Unless you've been hiding in a cave for the last few years, you probably know about the free multimedia codecs with the fishy-sounding names from Xiph.org: Ogg Vorbis (for sound) and Ogg Theora (for video). You might be less familiar with other family and friends, including FLAC (lossless audio), Skeleton (metadata stream), and Kate (subtitles). However, together this collection of codecs can be used with the Ogg container format to provide all of the functionality of a DVD video file -- multiple soundtracks, full surround sound, high definition, and selectable subtitles. Having created the various streams for a prototype release of "Sintel" in my last few columns, I'm now going to integrate them into a single video file and test it with some players.

Making Movies with Free Software

This article is part of an on-going series on the challenges I've faced in producing two free-licensed movies, Marya Morevna, through the Morevna Project and Lunatics, which we are working on as Anansi Spaceworks.

In this series of articles, I've been assembling a prototype for Lib-Ray -- a format I'm inventing in order to have a free, non-DRM way to distribute high definition video. In previous columns, I covered how to create a Theora video stream from PNG images, how to create Ogg FLAC and Vorbis soundtracks, and how to create OggKate subtitle tracks from SRT files. Now, I'm going to put all these together into a single multiplexed stream.

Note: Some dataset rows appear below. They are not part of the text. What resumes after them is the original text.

mod common;

use std::sync::Arc;

use axum::http::{Method, StatusCode};
use chrono::{DateTime, Utc};
use common::{
    body_json, cart_items, money, order_submission, save10, ScriptedOrderNumbers, TestApp,
};
use rust_decimal_macros::dec;
use serde_json::json;
use storefront_api::services::order_numbers::is_valid_order_number;

#[tokio::test]
async fn save10_scenario_places_a_discounted_order() {
    let app = TestApp::new().await;
    app.seed_coupon(save10()).await;

    let response = app
        .as_customer(
            Method::POST,
            "/api/orders",
            Some(order_submission("110.00", Some(("SAVE10", "10")))),
        )
        .await;
    assert_eq!(response.status(), StatusCode::CREATED);

    let order = body_json(response).await;
    assert!(is_valid_order_number(order["orderNumber"].as_str().unwrap()));
    assert_eq!(order["status"], json!("pending"));
    assert_eq!(order["paymentStatus"], json!("paid"));
    assert_eq!(order["userId"], json!(app.customer_id.to_string()));
    assert_eq!(order["shippingMethod"], json!("Standard Shipping"));
    assert_eq!(order["couponCode"], json!("SAVE10"));
    assert_eq!(money(&order["subtotal"]), dec!(120));
    assert_eq!(money(&order["shippingCost"]), dec!(0));
    assert_eq!(money(&order["tax"]), dec!(0));
    assert_eq!(money(&order["discountAmount"]), dec!(10));
    assert_eq!(money(&order["total"]), dec!(110));
    assert_eq!(
        order["paymentMethod"],
        json!({"type": "credit_card", "last4": "4242", "expiry": "12/29"})
    );
    assert_eq!(order["shippingAddress"]["fullName"], json!("Ada Lovelace"));

    let items = order["items"].as_array().unwrap();
    assert_eq!(items.len(), 2);
    let mug = items.iter().find(|i| i["productId"] == "sku-mug").unwrap();
    assert_eq!(mug["options"], json!({"color": "teal"}));

    let coupons = body_json(app.as_admin(Method::GET, "/api/admin/coupons", None).await).await;
    assert_eq!(coupons[0]["usedCount"], json!(1));
}

#[tokio::test]
async fn order_without_coupon_keeps_full_total() {
    let app = TestApp::new().await;

    let response = app
        .as_customer(Method::POST, "/api/orders", Some(order_submission("120.00", None)))
        .await;
    assert_eq!(response.status(), StatusCode::CREATED);

    let order = body_json(response).await;
    assert_eq!(money(&order["total"]), dec!(120));
    assert_eq!(money(&order["discountAmount"]), dec!(0));
    assert!(order["couponCode"].is_null());
}

#[tokio::test]
async fn mismatched_total_is_rejected_and_nothing_persists() {
    let app = TestApp::new().await;
    app.seed_coupon(save10()).await;

    // The discount was not subtracted client-side.
    let response = app
        .as_customer(
            Method::POST,
            "/api/orders",
            Some(order_submission("120.00", Some(("SAVE10", "10")))),
        )
        .await;
    assert_eq!(response.status(), StatusCode::BAD_REQUEST);
    let body = body_json(response).await;
    assert!(body["message"].as_str().unwrap().contains("total"));

    let orders = body_json(app.as_customer(Method::GET, "/api/orders", None).await).await;
    assert_eq!(orders, json!([]));

    let coupons = body_json(app.as_admin(Method::GET, "/api/admin/coupons", None).await).await;
    assert_eq!(coupons[0]["usedCount"], json!(0));
}

#[tokio::test]
async fn rejected_coupon_blocks_the_order() {
    let app = TestApp::new().await;

    let response = app
        .as_customer(
            Method::POST,
            "/api/orders",
            Some(order_submission("110.00", Some(("GHOST", "10")))),
        )
        .await;
    assert_eq!(response.status(), StatusCode::NOT_FOUND);
    assert_eq!(body_json(response).await["code"], json!("INVALID_CODE"));
}

#[tokio::test]
async fn invalid_submissions_are_bad_requests() {
    let app = TestApp::new().await;

    let mut bad_card = order_submission("120.00", None);
    bad_card["paymentMethod"] = json!({"type": "credit_card", "last4": "42", "expiry": "13/29"});

    let mut empty_cart = order_submission("0.00", None);
    empty_cart["items"] = json!([]);
    empty_cart["subtotal"] = json!("0.00");

    let mut unknown_method = order_submission("120.00", None);
    unknown_method["shippingMethod"] = json!("teleport");

    let mut blank_city = order_submission("120.00", None);
    blank_city["shippingAddress"]["city"] = json!("");

    for body in [bad_card, empty_cart, unknown_method, blank_city] {
        let response = app.as_customer(Method::POST, "/api/orders", Some(body)).await;
        assert_eq!(response.status(), StatusCode::BAD_REQUEST);
    }
}

#[tokio::test]
async fn oversized_prices_are_rejected_with_a_json_error() {
    let app = TestApp::new().await;
    let huge_items = json!([
        {"productId": "sku-yacht", "productName": "Yacht", "quantity": 2,
            "price": "79228162514264337593543950335"}
    ]);

    let response = app
        .as_customer(
            Method::POST,
            "/api/checkout/quote",
            Some(json!({"items": huge_items, "shippingMethod": "standard"})),
        )
        .await;
    assert_eq!(response.status(), StatusCode::BAD_REQUEST);
    assert_eq!(body_json(response).await["error"], json!("Bad Request"));

    let mut submission = order_submission("120.00", None);
    submission["items"] = huge_items;
    let response = app.as_customer(Method::POST, "/api/orders", Some(submission)).await;
    assert_eq!(response.status(), StatusCode::BAD_REQUEST);
    assert!(body_json(response).await["message"].is_string());

    let orders = body_json(app.as_customer(Method::GET, "/api/orders", None).await).await;
    assert_eq!(orders.as_array().map(Vec::len), Some(0));
}

#[tokio::test]
async fn malformed_path_and_query_render_error_bodies() {
    let app = TestApp::new().await;

    let response = app.as_customer(Method::GET, "/api/orders/42", None).await;
    assert_eq!(response.status(), StatusCode::BAD_REQUEST);
    let body = body_json(response).await;
    assert_eq!(body["error"], json!("Bad Request"));
    assert!(body["requestId"].is_string());

    let response = app
        .as_admin(Method::GET, "/api/admin/orders?page=first", None)
        .await;
    assert_eq!(response.status(), StatusCode::BAD_REQUEST);
    assert!(body_json(response).await["message"].is_string());
}

#[tokio::test]
async fn orders_are_private_to_their_owner() {
    let app = TestApp::new().await;
    let created = body_json(
        app.as_customer(Method::POST, "/api/orders", Some(order_submission("120.00", None)))
            .await,
    )
    .await;
    let uri = format!("/api/orders/{}", created["id"].as_str().unwrap());

    let response = app.as_customer(Method::GET, &uri, None).await;
    assert_eq!(response.status(), StatusCode::OK);

    let stranger = app.other_customer_token();
    let response = app.request(Method::GET, &uri, None, Some(&stranger)).await;
    assert_eq!(response.status(), StatusCode::FORBIDDEN);

    let response = app.as_admin(Method::GET, &uri, None).await;
    assert_eq!(response.status(), StatusCode::OK);

    let response = app
        .request(Method::GET, "/api/orders", None, Some(&stranger))
        .await;
    assert_eq!(body_json(response).await, json!([]));

    let missing = format!("/api/orders/{}", uuid::Uuid::new_v4());
    let response = app.as_customer(Method::GET, &missing, None).await;
    assert_eq!(response.status(), StatusCode::NOT_FOUND);
}

#[tokio::test]
async fn order_numbers_skip_values_already_taken() {
    let generator = Arc::new(ScriptedOrderNumbers::new(&[
        "AG-000001",
        "AG-000001",
        "AG-000001",
        "AG-000002",
    ]));
    let app = TestApp::with_order_numbers(generator).await;

    let first = body_json(
        app.as_customer(Method::POST, "/api/orders", Some(order_submission("120.00", None)))
            .await,
    )
    .await;
    assert_eq!(first["orderNumber"], json!("AG-000001"));

    let second = body_json(
        app.as_customer(Method::POST, "/api/orders", Some(order_submission("120.00", None)))
            .await,
    )
    .await;
    assert_eq!(second["orderNumber"], json!("AG-000002"));

    // Only AG-000002 remains on offer and it is taken.
    let response = app
        .as_customer(Method::POST, "/api/orders", Some(order_submission("120.00", None)))
        .await;
    assert_eq!(response.status(), StatusCode::CONFLICT);
}

#[tokio::test]
async fn admin_moves_an_order_through_fulfilment() {
    let app = TestApp::new().await;
    let created = body_json(
        app.as_customer(Method::POST, "/api/orders", Some(order_submission("120.00", None)))
            .await,
    )
    .await;
    let uri = format!("/api/admin/orders/{}/status", created["id"].as_str().unwrap());

    let response = app
        .as_customer(Method::PATCH, &uri, Some(json!({"status": "shipped"})))
        .await;
    assert_eq!(response.status(), StatusCode::FORBIDDEN);

    let response = app
        .as_admin(
            Method::PATCH,
            &uri,
            Some(json!({
                "status": "shipped",
                "trackingNumber": "1Z999AA10123456784",
                "shippingCarrier": "UPS"
            })),
        )
        .await;
    assert_eq!(response.status(), StatusCode::OK);
    let shipped = body_json(response).await;
    assert_eq!(shipped["status"], json!("shipped"));
    assert_eq!(shipped["trackingNumber"], json!("1Z999AA10123456784"));
    assert_eq!(shipped["shippingCarrier"], json!("UPS"));
    assert!(shipped["shippedAt"].is_string());
    assert_eq!(shipped["items"].as_array().map(Vec::len), Some(2));

    let response = app
        .as_admin(Method::PATCH, &uri, Some(json!({"status": "delivered"})))
        .await;
    let delivered = body_json(response).await;
    assert_eq!(delivered["status"], json!("delivered"));
    let first: DateTime<Utc> = serde_json::from_value(shipped["shippedAt"].clone()).unwrap();
    let kept: DateTime<Utc> = serde_json::from_value(delivered["shippedAt"].clone()).unwrap();
    assert!((kept - first).num_milliseconds().abs() < 1);
    assert_eq!(delivered["trackingNumber"], json!("1Z999AA10123456784"));

    let response = app
        .as_admin(Method::PATCH, &uri, Some(json!({"status": "lost"})))
        .await;
    assert_eq!(response.status(), StatusCode::BAD_REQUEST);
}

#[tokio::test]
async fn admin_lists_every_order_with_pagination() {
    let app = TestApp::new().await;
    for _ in 0..3 {
        let response = app
            .as_customer(Method::POST, "/api/orders", Some(order_submission("120.00", None)))
            .await;
        assert_eq!(response.status(), StatusCode::CREATED);
    }
    let stranger = app.other_customer_token();
    let response = app
        .request(
            Method::POST,
            "/api/orders",
            Some(order_submission("120.00", None)),
            Some(&stranger),
        )
        .await;
    assert_eq!(response.status(), StatusCode::CREATED);

    let response = app
        .as_customer(Method::GET, "/api/admin/orders", None)
        .await;
    assert_eq!(response.status(), StatusCode::FORBIDDEN);

    let page = body_json(
        app.as_admin(Method::GET, "/api/admin/orders?page=2&limit=3", None)
            .await,
    )
    .await;
    assert_eq!(page["total"], json!(4));
    assert_eq!(page["page"], json!(2));
    assert_eq!(page["limit"], json!(3));
    assert_eq!(page["totalPages"], json!(2));
    assert_eq!(page["items"].as_array().map(Vec::len), Some(1));

    let mine = body_json(app.as_customer(Method::GET, "/api/orders", None).await).await;
    assert_eq!(mine.as_array().map(Vec::len), Some(3));
}

#[tokio::test]
async fn quote_matches_what_order_placement_accepts() {
    let app = TestApp::with_config(|cfg| cfg.tax_rate = 0.08).await;
    app.seed_coupon(save10()).await;

    let response = app
        .as_customer(
            Method::POST,
            "/api/checkout/quote",
            Some(json!({
                "items": cart_items(),
                "shippingMethod": "express",
                "couponCode": "SAVE10"
            })),
        )
        .await;
    assert_eq!(response.status(), StatusCode::OK);
    let quote = body_json(response).await;
    assert_eq!(money(&quote["subtotal"]), dec!(120.00));
    assert_eq!(money(&quote["shippingCost"]), dec!(9.99));
    assert_eq!(money(&quote["discountAmount"]), dec!(10.00));
    assert_eq!(money(&quote["tax"]), dec!(8.80));
    assert_eq!(money(&quote["total"]), dec!(128.79));

    let mut submission = order_submission("128.79", Some(("SAVE10", "10.00")));
    submission["shippingMethod"] = json!("express");
    submission["shippingCost"] = quote["shippingCost"].clone();
    submission["tax"] = quote["tax"].clone();
    let response = app.as_customer(Method::POST, "/api/orders", Some(submission)).await;
    assert_eq!(response.status(), StatusCode::CREATED);
    let order = body_json(response).await;
    assert_eq!(order["shippingMethod"], json!("Express Shipping"));
    assert_eq!(money(&order["total"]), dec!(128.79));
}

#[tokio::test]
async fn public_routes_need_no_token() {
    let app = TestApp::new().await;

    let response = app
        .request(Method::GET, "/api/shipping-methods", None, None)
        .await;
    assert_eq!(response.status(), StatusCode::OK);
    let methods = body_json(response).await;
    let ids: Vec<_> = methods
        .as_array()
        .unwrap()
        .iter()
        .map(|m| m["id"].as_str().unwrap().to_string())
        .collect();
    assert_eq!(ids, ["standard", "express", "overnight"]);

    let response = app.request(Method::GET, "/health", None, None).await;
    assert_eq!(response.status(), StatusCode::OK);
    let health = body_json(response).await;
    assert_eq!(health["status"], json!("up"));
    assert_eq!(health["database"], json!("up"));
    assert!(health["version"].is_string());
}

I have been very pleased to find that it is indeed possible to do most of what DVD video does with Xiph formats

I have been very pleased to find that it is indeed possible to do most of what DVD video does with Xiph formats (except for the menus, of course -- I'll attend to that problem in a later column). What this specifically entails is:

  • High-definition/high-quality video
  • High-fidelity sound (losslessly compressed)
  • Multiple soundtracks (for example, for different languages or for commentaries)
  • Multiple subtitle tracks (also for languages)

In fact, as we'll see, the Xiph.org formats are slightly more capable than the standard DVD "VOB" format, and this turns out to be a major advantage for free format distributions. Some of the advantages:

  • No limit on HD resolution of files
  • Up to 7.1 channel sound per track (could do more if additional tracks are used)
  • Essentially unlimited audio tracks
  • Essentially unlimited subtitle tracks

By contrast, DVD video is designed for specific screen sizes, generally handles up to 5.1 surround sound, and allows relatively few alternate audio or subtitle tracks. These features are extremely useful for free culture distribution, because free culture respects no borders -- our media are released globally. This makes multiple language support a much hgher priority for us.

Putting it together

At this point I now have a collection of separate Ogg streams:

  • The single video track was created from the original animation PNG stream by using the png2theora utility included as part of the libtheora package.
  • Three FLAC audio streams were created from the FLAC soundtrack files on the "Sintel" website.
  • Eight Vorbis audio streams were created by ripping the commentaries from the DVD version of Sintel using VLC.
  • Forty-five Ogg Kate streams were created from original .srt files which I downloaded from two online sites (the eight official sets released with the DVD, plus additional contributed tracks).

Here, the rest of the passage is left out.